London: Young “binge “drinkers” in the UK are likely to die before their parents, a top health official has warned.
National Health Service consultant, Dr Hugh Kennedy said that figures showed a 44 per cent increase for alcohol-related admissions at the Norfolk hospital where he works. And one in ten of the patients was under 18 – the legal age to drink alcohol in the UK.
Dr Hugh Kennedy said the people he was seeing were in their 20s and 30s and had already severaly damaged their bodies through alcohol abuse. He said the cheap alcohol promotions in City centre bars were encouraging the abuse.
These young people are already suffering serious physicial symptoms such as cirrhosis of the liver, heart trouble, strokes, fits, jaundice, internal bleeding and brain damage,he said.

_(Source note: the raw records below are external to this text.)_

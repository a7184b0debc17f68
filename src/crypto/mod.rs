//! AES-256-GCM block encryption and Argon2id key derivation.
//!
//! Key derivation: Argon2id(password, salt = session UUID bytes) → 32-byte key
//! Encryption:     AES-256-GCM with an explicit 12-byte nonce per block
//!
//! Nonce = 4-byte session prefix ‖ 8-byte big-endian block counter.  The salt
//! is a fresh UUIDv4 per write session, so a (key, nonce) pair is never reused.
//!
//! Everything a reader needs besides the password lives in the block's
//! encryption-method string:
//!
//! ```text
//! aes-256/gcm:n<iterations>:m<memory KiB>:s<salt hex>:i<nonce hex>
//! ```

use aes_gcm::aead::{Aead, KeyInit};
use aes_gcm::{Aes256Gcm, Nonce};
use argon2::{Algorithm, Argon2, Params, Version};
use thiserror::Error;
use zeroize::{Zeroize, Zeroizing};

pub const KEY_LEN: usize = 32;
pub const NONCE_LEN: usize = 12;
pub const SALT_LEN: usize = 16;
pub const TAG_LEN: usize = 16;

/// Largest Argon2 pass count accepted from a method string.
pub const MAX_KDF_ITERATIONS: u32 = 64;
/// Largest Argon2 memory cost accepted from a method string (4 GiB).
pub const MAX_KDF_MEMORY_KIB: u32 = 4 * 1024 * 1024;

const METHOD_PREFIX: &str = "aes-256/gcm";

#[derive(Error, Debug)]
pub enum CryptoError {
    #[error("encryption failed")]
    EncryptionFailed,
    #[error("decryption failed for block at offset {offset}")]
    DecryptionFailed { offset: u64 },
    #[error("key derivation failed: {0}")]
    KeyDerivation(String),
    #[error("block at offset {offset} is encrypted but no password was provided")]
    MissingKey { offset: u64 },
    #[error("unrecognised encryption method '{0}'")]
    BadMethod(String),
    #[error("block at offset {offset} records unusable key derivation parameters: {reason}")]
    UnusableKdf { offset: u64, reason: String },
    #[error("block at offset {offset} needs {required} bytes for key derivation, {available} bytes available")]
    KdfMemory { offset: u64, required: u64, available: u64 },
}

/// Argon2id cost parameters, recorded per block so readers can re-derive.
#[derive(Debug, Clone, Copy, PartialEq, Eq, Hash)]
pub struct KdfParams {
    pub iterations: u32,
    pub memory_kib: u32,
}

impl Default for KdfParams {
    fn default() -> Self {
        Self { iterations: 3, memory_kib: 64 * 1024 }
    }
}

/// 256-bit key, wiped when dropped.
pub type Key = Zeroizing<[u8; KEY_LEN]>;

/// Derive a 256-bit encryption key from a password and a salt using Argon2id.
pub fn derive_key(password: &str, salt: &[u8], kdf: KdfParams) -> Result<Key, CryptoError> {
    let params = Params::new(kdf.memory_kib, kdf.iterations, 1, Some(KEY_LEN))
        .map_err(|e| CryptoError::KeyDerivation(e.to_string()))?;
    let argon2 = Argon2::new(Algorithm::Argon2id, Version::V0x13, params);
    let mut key = Zeroizing::new([0u8; KEY_LEN]);
    argon2
        .hash_password_into(password.as_bytes(), salt, &mut key[..])
        .map_err(|e| CryptoError::KeyDerivation(e.to_string()))?;
    Ok(key)
}

/// Encrypt one block payload.  Returns `ciphertext || GCM tag (16 B)`.
pub fn encrypt_block(
    key:       &[u8; KEY_LEN],
    nonce:     &[u8; NONCE_LEN],
    plaintext: &[u8],
) -> Result<Vec<u8>, CryptoError> {
    let cipher = Aes256Gcm::new_from_slice(key).map_err(|_| CryptoError::EncryptionFailed)?;
    cipher
        .encrypt(Nonce::from_slice(nonce), plaintext)
        .map_err(|_| CryptoError::EncryptionFailed)
}

/// Decrypt and authenticate one block payload produced by [`encrypt_block`].
///
/// A wrong key and a modified ciphertext are indistinguishable here; both
/// surface as [`CryptoError::DecryptionFailed`] for `offset`.
pub fn decrypt_block(
    key:        &[u8; KEY_LEN],
    nonce:      &[u8; NONCE_LEN],
    ciphertext: &[u8],
    offset:     u64,
) -> Result<Vec<u8>, CryptoError> {
    if ciphertext.len() < TAG_LEN {
        return Err(CryptoError::DecryptionFailed { offset });
    }
    let cipher = Aes256Gcm::new_from_slice(key)
        .map_err(|_| CryptoError::DecryptionFailed { offset })?;
    cipher
        .decrypt(Nonce::from_slice(nonce), ciphertext)
        .map_err(|_| CryptoError::DecryptionFailed { offset })
}

// ── Method string ────────────────────────────────────────────────────────────

/// Parsed form of a block's encryption-method string.
#[derive(Debug, Clone, PartialEq, Eq)]
pub struct EncryptionMethod {
    pub kdf:   KdfParams,
    pub salt:  [u8; SALT_LEN],
    pub nonce: [u8; NONCE_LEN],
}

impl EncryptionMethod {
    pub fn to_method_string(&self) -> String {
        format!(
            "{METHOD_PREFIX}:n{}:m{}:s{}:i{}",
            self.kdf.iterations,
            self.kdf.memory_kib,
            hex::encode(self.salt),
            hex::encode(self.nonce),
        )
    }

    /// Parse a method string.  Fields after the cipher name may come in any order.
    pub fn parse(s: &str) -> Result<Self, CryptoError> {
        let bad = || CryptoError::BadMethod(s.to_string());
        let mut parts = s.split(':');
        if parts.next() != Some(METHOD_PREFIX) {
            return Err(bad());
        }

        let mut iterations = None;
        let mut memory_kib = None;
        let mut salt = None;
        let mut nonce = None;
        for part in parts {
            let mut chars = part.chars();
            let tag = chars.next();
            let value = chars.as_str();
            match tag {
                Some('n') => iterations = Some(value.parse::<u32>().map_err(|_| bad())?),
                Some('m') => memory_kib = Some(value.parse::<u32>().map_err(|_| bad())?),
                Some('s') => {
                    let mut buf = [0u8; SALT_LEN];
                    hex::decode_to_slice(value, &mut buf).map_err(|_| bad())?;
                    salt = Some(buf);
                }
                Some('i') => {
                    let mut buf = [0u8; NONCE_LEN];
                    hex::decode_to_slice(value, &mut buf).map_err(|_| bad())?;
                    nonce = Some(buf);
                }
                _ => return Err(bad()),
            }
        }

        let kdf = KdfParams {
            iterations: iterations.ok_or_else(bad)?,
            memory_kib: memory_kib.ok_or_else(bad)?,
        };
        if kdf.iterations == 0 || kdf.iterations > MAX_KDF_ITERATIONS || kdf.memory_kib > MAX_KDF_MEMORY_KIB {
            return Err(bad());
        }
        Ok(Self {
            kdf,
            salt:  salt.ok_or_else(bad)?,
            nonce: nonce.ok_or_else(bad)?,
        })
    }
}

// ── Session context ──────────────────────────────────────────────────────────

/// Write-side encryption state for one session.
///
/// Holds the derived key.  The block counter half of each nonce is the
/// block's sequence number within the session, so workers can seal blocks in
/// any order through a shared reference.
pub struct EncryptionContext {
    key:          Key,
    salt:         [u8; SALT_LEN],
    kdf:          KdfParams,
    nonce_prefix: [u8; 4],
}

impl EncryptionContext {
    /// Derive the session key.  Runs Argon2id once, on the calling thread.
    pub fn new(password: &str, kdf: KdfParams) -> Result<Self, CryptoError> {
        let session = uuid::Uuid::new_v4();
        let salt = *session.as_bytes();
        let key = derive_key(password, &salt, kdf)?;
        let prefix_src = uuid::Uuid::new_v4();
        let mut nonce_prefix = [0u8; 4];
        nonce_prefix.copy_from_slice(&prefix_src.as_bytes()[..4]);
        log::debug!("encryption session {session} (kdf n={} m={}KiB)", kdf.iterations, kdf.memory_kib);
        Ok(Self { key, salt, kdf, nonce_prefix })
    }

    /// Nonce for block `counter` of this session.
    pub fn nonce_for(&self, counter: u64) -> [u8; NONCE_LEN] {
        let mut nonce = [0u8; NONCE_LEN];
        nonce[..4].copy_from_slice(&self.nonce_prefix);
        nonce[4..].copy_from_slice(&counter.to_be_bytes());
        nonce
    }

    /// Encrypt block `counter`.  Returns the payload and the method string to
    /// store in the block descriptor.
    pub fn seal(&self, counter: u64, plaintext: &[u8]) -> Result<(Vec<u8>, String), CryptoError> {
        let nonce = self.nonce_for(counter);
        let payload = encrypt_block(&self.key, &nonce, plaintext)?;
        let method = EncryptionMethod { kdf: self.kdf, salt: self.salt, nonce };
        Ok((payload, method.to_method_string()))
    }
}

impl Drop for EncryptionContext {
    fn drop(&mut self) {
        self.nonce_prefix.zeroize();
        self.salt.zeroize();
    }
}

// ── Read-side key cache ──────────────────────────────────────────────────────

/// Lazily derived keys, one per (salt, kdf) seen while reading.
///
/// Appended archives may carry several sessions, each with its own salt.
/// KDF costs come from the archive, so each is checked against a memory
/// budget before Argon2 allocates anything.
pub struct KeyCache {
    password:      Option<Zeroizing<String>>,
    keys:          std::collections::HashMap<([u8; SALT_LEN], KdfParams), Key>,
    /// `None`: the memory available when the first key is derived.
    memory_budget: Option<u64>,
}

impl KeyCache {
    pub fn new(password: Option<&str>) -> Self {
        Self {
            password:      password.map(|p| Zeroizing::new(p.to_string())),
            keys:          std::collections::HashMap::new(),
            memory_budget: None,
        }
    }

    pub fn with_budget(password: Option<&str>, memory_budget: u64) -> Self {
        Self { memory_budget: Some(memory_budget), ..Self::new(password) }
    }

    fn budget(&self) -> u64 {
        self.memory_budget.unwrap_or_else(|| match crate::dedup::memory::available_memory() {
            // Not reported on this platform.
            0 => u64::MAX,
            n => n,
        })
    }

    /// Decrypt a payload described by `method`, deriving the key on first use.
    pub fn open(&mut self, method: &str, ciphertext: &[u8], offset: u64) -> Result<Vec<u8>, CryptoError> {
        let parsed = EncryptionMethod::parse(method)?;
        let password = self.password.as_ref().ok_or(CryptoError::MissingKey { offset })?;
        let slot = (parsed.salt, parsed.kdf);
        if !self.keys.contains_key(&slot) {
            let required = u64::from(parsed.kdf.memory_kib) * 1024;
            let available = self.budget();
            if required > available {
                return Err(CryptoError::KdfMemory { offset, required, available });
            }
            log::debug!("deriving key for salt {}", hex::encode(parsed.salt));
            let key = derive_key(password.as_str(), &parsed.salt, parsed.kdf).map_err(|e| match e {
                CryptoError::KeyDerivation(reason) => CryptoError::UnusableKdf { offset, reason },
                other => other,
            })?;
            self.keys.insert(slot, key);
        }
        let key = &self.keys[&slot];
        decrypt_block(key, &parsed.nonce, ciphertext, offset)
    }
}

#[cfg(test)]
mod tests {
    use super::*;

    const FAST: KdfParams = KdfParams { iterations: 1, memory_kib: 64 };

    #[test]
    fn test_wrong_key_fails_authentication() {
        let k1 = derive_key("right", b"0123456789abcdef", FAST).unwrap();
        let k2 = derive_key("wrong", b"0123456789abcdef", FAST).unwrap();
        let nonce = [7u8; NONCE_LEN];
        let ct = encrypt_block(&k1, &nonce, b"payload").unwrap();
        assert_eq!(ct.len(), 7 + TAG_LEN);
        assert_eq!(decrypt_block(&k1, &nonce, &ct, 0).unwrap(), b"payload");
        assert!(matches!(
            decrypt_block(&k2, &nonce, &ct, 42),
            Err(CryptoError::DecryptionFailed { offset: 42 })
        ));
    }

    #[test]
    fn test_nonces_are_unique_per_session() {
        let ctx = EncryptionContext::new("pw", FAST).unwrap();
        let a = ctx.nonce_for(0);
        let b = ctx.nonce_for(1);
        assert_ne!(a, b);
        assert_eq!(a[..4], b[..4]);
    }

    #[test]
    fn test_method_string_roundtrip() {
        let m = EncryptionMethod {
            kdf:   KdfParams { iterations: 3, memory_kib: 65536 },
            salt:  [0xab; SALT_LEN],
            nonce: [0x01; NONCE_LEN],
        };
        let s = m.to_method_string();
        assert!(s.starts_with("aes-256/gcm:n3:m65536:s"));
        assert_eq!(EncryptionMethod::parse(&s).unwrap(), m);
        assert!(EncryptionMethod::parse("aes-256/ctr:n3").is_err());
        assert!(EncryptionMethod::parse("aes-256/gcm:n3:m8").is_err());
    }

    #[test]
    fn test_key_cache_roundtrip() {
        let ctx = EncryptionContext::new("pw", FAST).unwrap();
        let (ct, method) = ctx.seal(0, b"hello").unwrap();

        let mut cache = KeyCache::new(Some("pw"));
        assert_eq!(cache.open(&method, &ct, 5).unwrap(), b"hello");

        let mut none = KeyCache::new(None);
        assert!(matches!(none.open(&method, &ct, 5), Err(CryptoError::MissingKey { offset: 5 })));
    }

    #[test]
    fn test_method_string_costs_are_capped() {
        let salt = "ab".repeat(SALT_LEN);
        let nonce = "01".repeat(NONCE_LEN);
        let ok = format!("aes-256/gcm:n64:m{MAX_KDF_MEMORY_KIB}:s{salt}:i{nonce}");
        assert!(EncryptionMethod::parse(&ok).is_ok());
        for bad in [
            format!("aes-256/gcm:n65:m64:s{salt}:i{nonce}"),
            format!("aes-256/gcm:n0:m64:s{salt}:i{nonce}"),
            format!("aes-256/gcm:n1:m67108864:s{salt}:i{nonce}"),
        ] {
            assert!(matches!(EncryptionMethod::parse(&bad), Err(CryptoError::BadMethod(_))), "{bad}");
        }
    }

    #[test]
    fn test_key_cache_refuses_kdf_over_budget() {
        let ctx = EncryptionContext::new("pw", FAST).unwrap();
        let (ct, method) = ctx.seal(0, b"hello").unwrap();

        let mut tight = KeyCache::with_budget(Some("pw"), 32 * 1024);
        assert!(matches!(
            tight.open(&method, &ct, 9),
            Err(CryptoError::KdfMemory { offset: 9, required: 65536, available: 32768 })
        ));
        let mut roomy = KeyCache::with_budget(Some("pw"), 1 << 20);
        assert_eq!(roomy.open(&method, &ct, 9).unwrap(), b"hello");
    }
}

Dr Kennedy’s Norfolk and Norwich University Hospital revealed that its A&E department treated 1,422 patients for alcohol-related injuries and illnesses in the first four months of this year – up from 989 period last year.
The UK’s Institute of Alcohol Studies. said the drinking pattern of these youngers meant they were likely to die before their parents.
Liver specialist Dr Christopher Record backed the findings saying that he was now seeing people with serious liver disease in their late 20s and 30s whereas the average aged used to be 50.
Dr Record, a consultant and Newcastle University lecturer. said: ‘The situation is very serious and it is only going to get worse. People don’t know they are damaging their liver until it is too late.
The warnings come only weeks before new laws allowing 24-hour drinking come into force.